Five Seconds Before Dawn
The rooftop was cold beneath Arin’s feet, but he barely felt it. The city below hummed its usual chorus—distant cars, early risers, echoes of lives continuing without him.
He checked his watch.
Five seconds until dawn.
He’d always wanted to see the moment night surrendered to morning, but life, work, noise, and worry always got in the way. Today he forced himself to stop. To be still. To breathe.
Second 1.
A soft breeze brushed his collar, carrying the scent of something familiar—fresh bread from the bakery on 7th. A smell from childhood, from mornings when life felt endless.
Second 2.
A flock of birds rose from somewhere behind him, wings catching the last of the city’s neon glow. They moved like one creature, perfectly synchronized.
Second 3.
A memory struck—a promise he made to himself long ago: “When things get too heavy, watch the sunrise. The world resets every morning.”
He had forgotten that promise.
Life had gotten louder.
Responsibilities heavier.
Dreams quieter.
Second 4.
A faint golden line curved across the horizon. The sky exhaled. The city seemed to soften.

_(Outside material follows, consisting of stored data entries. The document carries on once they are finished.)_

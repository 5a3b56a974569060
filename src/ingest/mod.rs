// src/ingest/mod.rs
pub mod dates;
pub mod dedup;
pub mod providers;
pub mod rank;
pub mod types;

use crate::ingest::dedup::{dedupe, EmptyLinkPolicy};
use crate::ingest::rank::rank;
use crate::ingest::types::{Entry, FeedProvider, RawEntry};
use metrics::{counter, describe_counter, describe_gauge, describe_histogram, gauge, histogram};
use once_cell::sync::OnceCell;
use std::sync::Arc;
use std::time::{Duration, Instant};
use tokio::task::JoinSet;

/// One-time metrics registration (so series show up on /metrics).
pub(crate) fn ensure_metrics_described() {
    static ONCE: OnceCell<()> = OnceCell::new();
    ONCE.get_or_init(|| {
        describe_counter!(
            "watch_entries_fetched_total",
            "Raw entries returned by the feed provider."
        );
        describe_counter!(
            "watch_provider_errors_total",
            "Per-query fetch/parse failures and timeouts."
        );
        describe_counter!(
            "watch_dedup_removed_total",
            "Entries dropped because their link was already seen."
        );
        describe_counter!(
            "watch_http_errors_total",
            "Transport-level failures talking to the feed endpoint."
        );
        describe_counter!("watch_cache_hits_total", "Result cache hits.");
        describe_counter!("watch_cache_misses_total", "Result cache recomputations.");
        describe_histogram!("watch_fetch_ms", "Per-query fetch time in milliseconds.");
        describe_histogram!("watch_parse_ms", "Feed document parse time in milliseconds.");
        describe_gauge!(
            "watch_last_refresh_ts",
            "Unix ts when the pipeline last produced a result set."
        );
    });
}

/// Decode stray HTML entities, collapse whitespace, trim.
pub fn clean_text(s: &str) -> String {
    let decoded = html_escape::decode_html_entities(s);

    static RE_WS: OnceCell<regex::Regex> = OnceCell::new();
    let re_ws = RE_WS.get_or_init(|| regex::Regex::new(r"\s+").expect("whitespace regex"));
    re_ws.replace_all(&decoded, " ").trim().to_string()
}

/// Map one provider item onto an [`Entry`] tagged with its query.
pub fn to_entry(query: &str, raw: RawEntry) -> Entry {
    // A blank pubDate falls through to `updated`.
    let date = raw
        .published
        .as_deref()
        .filter(|s| !s.trim().is_empty())
        .or(raw.updated.as_deref());

    Entry {
        timestamp: dates::normalize(date),
        title: raw.title.as_deref().map(clean_text).unwrap_or_default(),
        link: raw
            .link
            .as_deref()
            .map(|l| l.trim().to_string())
            .unwrap_or_default(),
        source_name: raw
            .source
            .and_then(|s| s.name)
            .map(|n| clean_text(&n))
            .unwrap_or_default(),
        query: query.to_string(),
        display_date: String::new(),
    }
}

/// Fetch one query; errors and timeouts become an empty result.
pub async fn fetch_query(
    provider: &dyn FeedProvider,
    query: &str,
    limit: usize,
    timeout: Duration,
) -> Vec<RawEntry> {
    let t0 = Instant::now();
    let res = tokio::time::timeout(timeout, provider.fetch(query, limit)).await;
    histogram!("watch_fetch_ms").record(t0.elapsed().as_secs_f64() * 1_000.0);

    match res {
        Ok(Ok(mut items)) => {
            items.truncate(limit);
            counter!("watch_entries_fetched_total").increment(items.len() as u64);
            items
        }
        Ok(Err(e)) => {
            tracing::warn!(target: "ingest", error = ?e, provider = provider.name(), %query, "provider error");
            counter!("watch_provider_errors_total").increment(1);
            Vec::new()
        }
        Err(_) => {
            tracing::warn!(
                target: "ingest",
                provider = provider.name(),
                %query,
                timeout_ms = timeout.as_millis() as u64,
                "provider timed out"
            );
            counter!("watch_provider_errors_total").increment(1);
            Vec::new()
        }
    }
}

/// Fetch every query concurrently and concatenate in query order, then
/// provider order. Dedup and ranking happen downstream.
pub async fn collect(
    provider: Arc<dyn FeedProvider>,
    queries: &[String],
    limit: usize,
    timeout: Duration,
) -> Vec<Entry> {
    ensure_metrics_described();

    let mut set = JoinSet::new();
    for (idx, query) in queries.iter().enumerate() {
        let provider = Arc::clone(&provider);
        let query = query.clone();
        set.spawn(async move {
            let raw = fetch_query(provider.as_ref(), &query, limit, timeout).await;
            let entries: Vec<Entry> = raw.into_iter().map(|r| to_entry(&query, r)).collect();
            (idx, entries)
        });
    }

    let mut per_query: Vec<Vec<Entry>> = vec![Vec::new(); queries.len()];
    while let Some(joined) = set.join_next().await {
        match joined {
            Ok((idx, entries)) => per_query[idx] = entries,
            Err(e) => {
                tracing::warn!(target: "ingest", error = ?e, "query task failed");
                counter!("watch_provider_errors_total").increment(1);
            }
        }
    }

    per_query.into_iter().flatten().collect()
}

/// Aggregate → dedup → rank.
pub async fn run_pipeline(
    provider: Arc<dyn FeedProvider>,
    queries: &[String],
    limit: usize,
    timeout: Duration,
    policy: EmptyLinkPolicy,
) -> Vec<Entry> {
    let collected = collect(provider, queries, limit, timeout).await;
    let before = collected.len();
    let unique = dedupe(collected, policy);
    let removed = before - unique.len();
    let ranked = rank(unique);

    let now = chrono::Utc::now().timestamp().max(0);
    counter!("watch_dedup_removed_total").increment(removed as u64);
    gauge!("watch_last_refresh_ts").set(now as f64);

    tracing::info!(
        target: "ingest",
        queries = queries.len(),
        limit,
        fetched = before,
        dedup = removed,
        kept = ranked.len(),
        "pipeline run"
    );

    ranked
}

And for the first time in months, Arin felt something move inside him—not relief, not joy, but possibility.
A spark.
Second 5.
Light broke.
Not loudly. Not dramatically.
Just a gentle, undeniable arrival.
Arin stepped back from the edge, hands in his pockets, shoulders loosening. He wasn’t fixed, not instantly—not magically. But he found enough strength to whisper:
“Not today. I’m staying.”
The sunrise didn’t solve everything.
But it gave him one small thing—
one reason to try again tomorrow.
🌅 Meaning / Reflection
Microfiction often reminds us that life-changing moments don’t need pages—they need presence. This story reflects the quiet truth that hope rarely arrives in explosions. Sometimes it appears in a breath, a bird’s flight, or a new day’s first light.
Even the smallest moment can interrupt a dark path.
Even five seconds can pull someone back toward life.